Revenge spending was in full display through the latter part of 2022 as Filipinos celebrated the easing of COVID-19-related restrictions and gave in to their pent-up desire to enjoy life as they used to before the crippling pandemic confined them to their homes for extended periods starting in March 2020.
Indeed, not even the escalation in the prices of goods and services to a 17-year high as well as the jumbo hikes in interest rates could get in the way of their spending spree, helping rev up the growth in the country’s gross domestic product in the third quarter of last year to a better-than-expected 7.6 percent.
As ING Bank senior economist Nicholas Mapa noted, the third quarter GDP number “bested market consensus by a mile,” because instead of cutting back on spending because of red-hot inflation, the reopening of the economy “appears to have overshadowed the inflation specter.”
Mapa added that Filipino households are “grinning and bearing higher prices to finally feel that normalcy has returned.”
With consumer spending going up to another level over the holidays that were the first to be celebrated with much more freedom since 2019, the growth streak is expected to have extended to the fourth quarter, prompting market watchers to raise their full-year GDP growth forecast for the Philippines for 2022.
The World Bank, for example, erased its original 2022 GDP growth projection of 6.5 percent and penciled in a more robust 7.2 percent. The Asian Development Bank was even more bullish, projecting a 7.4-percent growth in 2022 from the September 2022 forecast of 6.5 percent.
“Being cooped up indoors for more than two years may have fueled a bad case of revenge spending with Filipinos finally getting a chance to do things for the ‘first time in forever.’ Such a mindset has unleashed strong spending on non-basic items,” Mapa said.
These include home improvement projects, home purchases, and even cars with unit sales accelerating by 31.3 percent in 2022, suggesting that Filipinos were willing to spend even amid high inflation and more expensive loans just to complete dream projects that were put on hold during the prolonged lockdowns.
Filipinos will do well, however, to immediately change their mindset from splurging to saving this year, as economists and think tanks warn of a slowdown in the global economy in 2023—perhaps even a recession in economic powerhouses such as the United States—which is disturbing news for countries like the Philippines that depend on them for trade and investments.

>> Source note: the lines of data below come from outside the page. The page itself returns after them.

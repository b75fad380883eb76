//! Validation rules for transaction entry
//!
//! The same checks guard the ledger's add operations (when enabled) and the
//! transaction form, so a record can't reach either list with a
//! non-positive amount or a date that isn't a real day.

use chrono::NaiveDate;

use crate::error::{LedgerError, LedgerResult};
use crate::format::date::parse_iso_date;
use crate::models::{Money, MAX_SAFE_INTEGER};

/// Check an amount: must be positive and no larger than `MAX_SAFE_INTEGER`
pub fn validate_amount(amount: Money) -> LedgerResult<()> {
    if !amount.is_positive() {
        return Err(LedgerError::Validation(
            "amount must be greater than zero".into(),
        ));
    }
    if !amount.is_safe() {
        return Err(LedgerError::Validation(format!(
            "amount must not exceed {} yen",
            Money::from_yen(MAX_SAFE_INTEGER)
                .display()
                .trim_start_matches(crate::format::CURRENCY_SYMBOL)
        )));
    }
    Ok(())
}

/// Check a `YYYY-MM-DD` date string and return the parsed date
pub fn validate_date(input: &str) -> LedgerResult<NaiveDate> {
    parse_iso_date(input)
}

#[cfg(test)]
mod tests {
    use super::*;

    #[test]
    fn test_positive_amount_passes() {
        assert!(validate_amount(Money::from_yen(1)).is_ok());
        assert!(validate_amount(Money::from_yen(MAX_SAFE_INTEGER)).is_ok());
    }

    #[test]
    fn test_non_positive_amount_fails() {
        let zero = validate_amount(Money::zero()).unwrap_err();
        assert!(zero.is_validation());
        assert_eq!(
            zero.to_string(),
            "Validation error: amount must be greater than zero"
        );
        assert!(validate_amount(Money::from_yen(-500)).is_err());
    }

    #[test]
    fn test_oversized_amount_fails() {
        let err = validate_amount(Money::from_yen(MAX_SAFE_INTEGER + 1)).unwrap_err();
        assert_eq!(
            err.to_string(),
            "Validation error: amount must not exceed 9,007,199,254,740,991 yen"
        );
    }

    #[test]
    fn test_validate_date() {
        assert_eq!(
            validate_date("2025-01-15").unwrap(),
            NaiveDate::from_ymd_opt(2025, 1, 15).unwrap()
        );
        assert!(validate_date("2025-02-31").is_err());
        assert!(validate_date("yesterday").is_err());
    }
}
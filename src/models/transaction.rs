//! Transaction model
//!
//! Expenses and incomes share one shape; which list holds a transaction is
//! what makes it one or the other. Fields are read-only after creation.

use chrono::NaiveDate;
use serde::{Deserialize, Serialize};
use std::fmt;
use std::str::FromStr;

use super::ids::TransactionId;
use super::money::Money;
use crate::error::LedgerError;
use crate::format::date::format_timestamp;

/// Which ledger list a transaction belongs to
#[derive(Debug, Clone, Copy, PartialEq, Eq, Hash, Serialize, Deserialize)]
#[serde(rename_all = "lowercase")]
pub enum EntryKind {
    Expense,
    Income,
}

impl EntryKind {
    /// Plural noun used for list headings
    pub fn plural(&self) -> &'static str {
        match self {
            Self::Expense => "Expenses",
            Self::Income => "Incomes",
        }
    }
}

impl fmt::Display for EntryKind {
    fn fmt(&self, f: &mut fmt::Formatter<'_>) -> fmt::Result {
        match self {
            Self::Expense => write!(f, "expense"),
            Self::Income => write!(f, "income"),
        }
    }
}

impl FromStr for EntryKind {
    type Err = LedgerError;

    fn from_str(s: &str) -> Result<Self, Self::Err> {
        match s.trim().to_lowercase().as_str() {
            "expense" | "expenses" => Ok(Self::Expense),
            "income" | "incomes" => Ok(Self::Income),
            other => Err(LedgerError::Command(format!(
                "unknown kind '{}' (expected expense or income)",
                other
            ))),
        }
    }
}

/// A recorded amount with its date label
#[derive(Debug, Clone, PartialEq, Eq, Serialize)]
pub struct Transaction {
    id: TransactionId,
    amount: Money,
    date: NaiveDate,
    timestamp: String,
}

impl Transaction {
    /// Create a transaction with a fresh ID; the label is rendered from `date` once
    pub fn new(amount: Money, date: NaiveDate) -> Self {
        Self {
            id: TransactionId::new(),
            amount,
            date,
            timestamp: format_timestamp(date),
        }
    }

    /// Unique identifier
    pub fn id(&self) -> TransactionId {
        self.id
    }

    /// The amount entered
    pub fn amount(&self) -> Money {
        self.amount
    }

    /// Calendar date the transaction was recorded for
    pub fn date(&self) -> NaiveDate {
        self.date
    }

    /// Display label, `YYYY/MM/DD(曜)`
    pub fn timestamp(&self) -> &str {
        &self.timestamp
    }
}

impl fmt::Display for Transaction {
    fn fmt(&self, f: &mut fmt::Formatter<'_>) -> fmt::Result {
        write!(f, "{} {}", self.timestamp, self.amount)
    }
}

#[cfg(test)]
mod tests {
    use super::*;

    fn date(y: i32, m: u32, d: u32) -> NaiveDate {
        NaiveDate::from_ymd_opt(y, m, d).unwrap()
    }

    #[test]
    fn test_new_transaction() {
        let txn = Transaction::new(Money::from_yen(1500), date(2025, 1, 15));

        assert_eq!(txn.amount().yen(), 1500);
        assert_eq!(txn.date(), date(2025, 1, 15));
        assert_eq!(txn.timestamp(), "2025/01/15(水)");
    }

    #[test]
    fn test_ids_differ() {
        let a = Transaction::new(Money::from_yen(1), date(2025, 1, 1));
        let b = Transaction::new(Money::from_yen(1), date(2025, 1, 1));
        assert_ne!(a.id(), b.id());
        assert_ne!(a, b);
    }

    #[test]
    fn test_display() {
        let txn = Transaction::new(Money::from_yen(2000), date(2025, 1, 14));
        assert_eq!(txn.to_string(), "2025/01/14(火) ¥2,000");
    }

    #[test]
    fn test_entry_kind_parse() {
        assert_eq!("expense".parse::<EntryKind>().unwrap(), EntryKind::Expense);
        assert_eq!("Incomes".parse::<EntryKind>().unwrap(), EntryKind::Income);
        assert!("transfer".parse::<EntryKind>().is_err());
    }

    #[test]
    fn test_serialization_shape() {
        let txn = Transaction::new(Money::from_yen(800), date(2025, 1, 15));
        let value = serde_json::to_value(&txn).unwrap();

        assert_eq!(value["amount"], 800);
        assert_eq!(value["date"], "2025-01-15");
        assert_eq!(value["timestamp"], "2025/01/15(水)");
        assert_eq!(value["id"], txn.id().to_string());
        assert_eq!(
            serde_json::to_string(&EntryKind::Income).unwrap(),
            "\"income\""
        );
    }
}
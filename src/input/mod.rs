//! User input handling
//!
//! - `amount_field`: amount text field state
//! - `transaction_form`: the entry form that feeds the ledger
//! - `validation`: amount and date rules shared by the form and the ledger

pub mod amount_field;
pub mod transaction_form;
pub mod validation;

pub use amount_field::AmountFieldState;
pub use transaction_form::TransactionForm;
pub use validation::{validate_amount, validate_date};
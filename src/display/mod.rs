//! Display formatting for terminal output
//!
//! Plain-text layouts for the history sections and the balance summary.

pub mod history;
pub mod summary;

pub use history::format_history;
pub use summary::format_summary;
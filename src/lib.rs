//! kakeibo - an in-memory household ledger
//!
//! Records expenses and incomes, derives totals and the balance, and groups
//! history by date, newest first. The ledger lives in memory only.
//!
//! # Architecture
//!
//! The crate is organized into the following modules:
//!
//! - `config`: Configuration and path management
//! - `error`: Custom error types
//! - `models`: Core data models (money, transaction IDs, transactions)
//! - `format`: Yen and date-label text conversion
//! - `input`: Amount field, entry form and validation rules
//! - `services`: The ledger store and history grouping
//! - `display`: Plain-text rendering of history and totals
//! - `export`: JSON, YAML and CSV snapshots
//! - `cli`: Command handlers and the interactive session
//!
//! # Example
//!
//! ```rust
//! use kakeibo::models::Money;
//! use kakeibo::services::{group_by_date, LedgerStore};
//!
//! let mut store = LedgerStore::new();
//! store.add_income(Money::from_yen(50000), "2025-01-01")?;
//! store.add_expense(Money::from_yen(1500), "2025-01-15")?;
//!
//! assert_eq!(store.balance().to_string(), "¥48,500");
//! let groups = group_by_date(store.expenses()).unwrap();
//! assert_eq!(groups[0].label, "2025/01/15(水)");
//! # Ok::<(), kakeibo::LedgerError>(())
//! ```

pub mod cli;
pub mod config;
pub mod display;
pub mod error;
pub mod export;
pub mod format;
pub mod input;
pub mod models;
pub mod services;

pub use error::{LedgerError, LedgerResult};
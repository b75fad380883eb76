//! Export module for kakeibo
//!
//! Writes a one-way snapshot of the in-memory ledger:
//! - CSV: one row per transaction (spreadsheet-compatible)
//! - JSON: machine-readable snapshot with totals and metadata
//! - YAML: the same snapshot, human-readable

pub mod csv;
pub mod json;
pub mod yaml;

use serde::{Deserialize, Serialize};
use std::fmt;
use std::io::Write;
use std::str::FromStr;

use crate::error::{LedgerError, LedgerResult};
use crate::services::LedgerStore;

pub use self::csv::export_csv;
pub use json::{export_json, ExportMetadata, LedgerExport, EXPORT_SCHEMA_VERSION};
pub use yaml::export_yaml;

/// Supported export formats
#[derive(Debug, Clone, Copy, PartialEq, Eq, Serialize, Deserialize, Default)]
#[serde(rename_all = "lowercase")]
pub enum ExportFormat {
    #[default]
    Json,
    Yaml,
    Csv,
}

impl ExportFormat {
    /// Write `store` to `writer` in this format
    pub fn write<W: Write>(&self, store: &LedgerStore, writer: &mut W) -> LedgerResult<()> {
        match self {
            Self::Json => export_json(store, writer),
            Self::Yaml => export_yaml(store, writer),
            Self::Csv => export_csv(store, writer),
        }
    }
}

impl fmt::Display for ExportFormat {
    fn fmt(&self, f: &mut fmt::Formatter<'_>) -> fmt::Result {
        match self {
            Self::Json => write!(f, "json"),
            Self::Yaml => write!(f, "yaml"),
            Self::Csv => write!(f, "csv"),
        }
    }
}

impl FromStr for ExportFormat {
    type Err = LedgerError;

    fn from_str(s: &str) -> Result<Self, Self::Err> {
        match s.trim().to_lowercase().as_str() {
            "json" => Ok(Self::Json),
            "yaml" | "yml" => Ok(Self::Yaml),
            "csv" => Ok(Self::Csv),
            other => Err(LedgerError::Export(format!(
                "unknown export format '{}' (expected json, yaml or csv)",
                other
            ))),
        }
    }
}
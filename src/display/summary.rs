//! Balance and totals display

use crate::services::LedgerSummary;

/// Format the balance with total income and total expense
pub fn format_summary(summary: &LedgerSummary<'_>) -> String {
    let mut output = String::new();

    output.push_str(&format!("{:<16} {:>19}\n", "Balance", summary.balance.display()));
    output.push_str(&"-".repeat(36));
    output.push('\n');
    output.push_str(&format!(
        "{:<16} {:>19}  ({} entries)\n",
        "Total income",
        summary.total_income_amount.display(),
        summary.incomes.len()
    ));
    output.push_str(&format!(
        "{:<16} {:>19}  ({} entries)\n",
        "Total expense",
        summary.total_expense_amount.display(),
        summary.expenses.len()
    ));

    output
}

#[cfg(test)]
mod tests {
    use super::*;
    use crate::format::INVALID_AMOUNT_LABEL;
    use crate::models::Money;
    use crate::services::LedgerStore;

    #[test]
    fn test_empty_summary_shows_zero() {
        let store = LedgerStore::new();
        let output = format_summary(&store.summary());

        assert!(output.contains("Balance"));
        assert!(output.contains("¥0"));
        assert!(output.contains("(0 entries)"));
    }

    #[test]
    fn test_summary_values() {
        let mut store = LedgerStore::new();
        store.add_income(Money::from_yen(50000), "2025-01-01").unwrap();
        store.add_expense(Money::from_yen(1500), "2025-01-02").unwrap();

        let output = format_summary(&store.summary());

        assert!(output.contains("¥48,500"));
        assert!(output.contains("¥50,000"));
        assert!(output.contains("¥1,500"));
    }

    #[test]
    fn test_out_of_range_total_degrades_to_label() {
        let mut store = LedgerStore::with_validation(false);
        store.add_income(Money::from_yen(i64::MAX), "2025-01-01").unwrap();

        let output = format_summary(&store.summary());

        assert!(output.contains(INVALID_AMOUNT_LABEL));
    }
}
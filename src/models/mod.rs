//! Core data models for kakeibo
//!
//! Amounts, transaction IDs and the transaction record shared by the
//! expense and income lists.

pub mod ids;
pub mod money;
pub mod transaction;

pub use ids::TransactionId;
pub use money::{Money, MAX_SAFE_INTEGER};
pub use transaction::{EntryKind, Transaction};
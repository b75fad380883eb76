//! Strongly-typed transaction ID
//!
//! A newtype over a random UUID so an ID can't be confused with arbitrary
//! strings and is unique without any coordination between the two lists.

use serde::{Deserialize, Serialize};
use std::fmt;
use std::str::FromStr;
use uuid::Uuid;

const DISPLAY_PREFIX: &str = "txn-";

/// Identifier assigned to a transaction when it is recorded
#[derive(Debug, Clone, Copy, PartialEq, Eq, Hash, Serialize, Deserialize)]
#[serde(transparent)]
pub struct TransactionId(Uuid);

impl TransactionId {
    /// Create a new random ID
    pub fn new() -> Self {
        Self(Uuid::new_v4())
    }

    /// Get the underlying UUID
    pub fn as_uuid(&self) -> &Uuid {
        &self.0
    }

    /// Short form used in listings: `txn-` plus the first 8 hex digits
    pub fn short(&self) -> String {
        format!("{}{}", DISPLAY_PREFIX, &self.0.simple().to_string()[..8])
    }
}

impl Default for TransactionId {
    fn default() -> Self {
        Self::new()
    }
}

impl fmt::Display for TransactionId {
    fn fmt(&self, f: &mut fmt::Formatter<'_>) -> fmt::Result {
        write!(f, "{}", self.0)
    }
}

impl From<Uuid> for TransactionId {
    fn from(uuid: Uuid) -> Self {
        Self(uuid)
    }
}

impl FromStr for TransactionId {
    type Err = uuid::Error;

    fn from_str(s: &str) -> Result<Self, Self::Err> {
        let s = s.strip_prefix(DISPLAY_PREFIX).unwrap_or(s);
        Ok(Self(Uuid::parse_str(s)?))
    }
}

This is even if more cash is coming into the hands of millions of Filipinos this year, with the further lowering of personal income taxes and as the last tranche of mandated salary hikes under the Salary Standardization Law (SSL) of 2019 took effect last Jan. 1.
Internal Revenue Commissioner Romeo Lumagui Jr. said that with the reduction in the annual income tax rates this year, individuals earning purely compensation income stand to receive a bigger take-home pay.
So will government workers who will benefit from the SSL, with Budget Secretary Amenah Pangandaman saying that the salary increase should help cushion the impact of inflation, which has eroded Filipinos’ purchasing power.
Indeed, the primary 2022 economic issues of surging prices and rising borrowing costs continue to overshadow the economy, thus the urgent need to snap out of the spending stupor and double down on rebuilding savings that were drastically reduced if not eradicated amid the pandemic.
There is growing consensus that inflation may have already peaked in December 2022, but the Bangko Sentral ng Pilipinas is ready to take further action on expectations that the rate will remain elevated due to more pricey food—including onions and eggs—and electricity.
Also, a cause for grave concern is the fact that a good portion of the manic spending last year was financed by debt and savings.
This puts many households in a precarious financial situation should more shocks come the country’s way this year, the same way that Russia’s invasion of Ukraine, for example, dealt the global economy a heavy blow just when it was starting to recover most of what it lost during the prolonged pandemic.
As Pantheon Macroeconomics underscored, household spending in the Philippines in the third quarter last year was “unsustainable,” thus will likely cause the economy to slow this year with the sputtering of the consumer-driven growth engine.
The government can prevent this grim scenario from coming to pass by using all the tools in its possession to drastically bring down prices of everyday necessities, from eggs to sugar, rice, meat, and onions.
This way, the windfall from the salary hikes and the cutback in income taxes will truly make a positive impact on the lives of entitled Filipinos and not just be eaten away by price hikes.
At the same time, prudent spending can continue without depleting Filipinos’ hard-earned savings, thus helping ensure that the economy will remain firmly on the path to full recovery.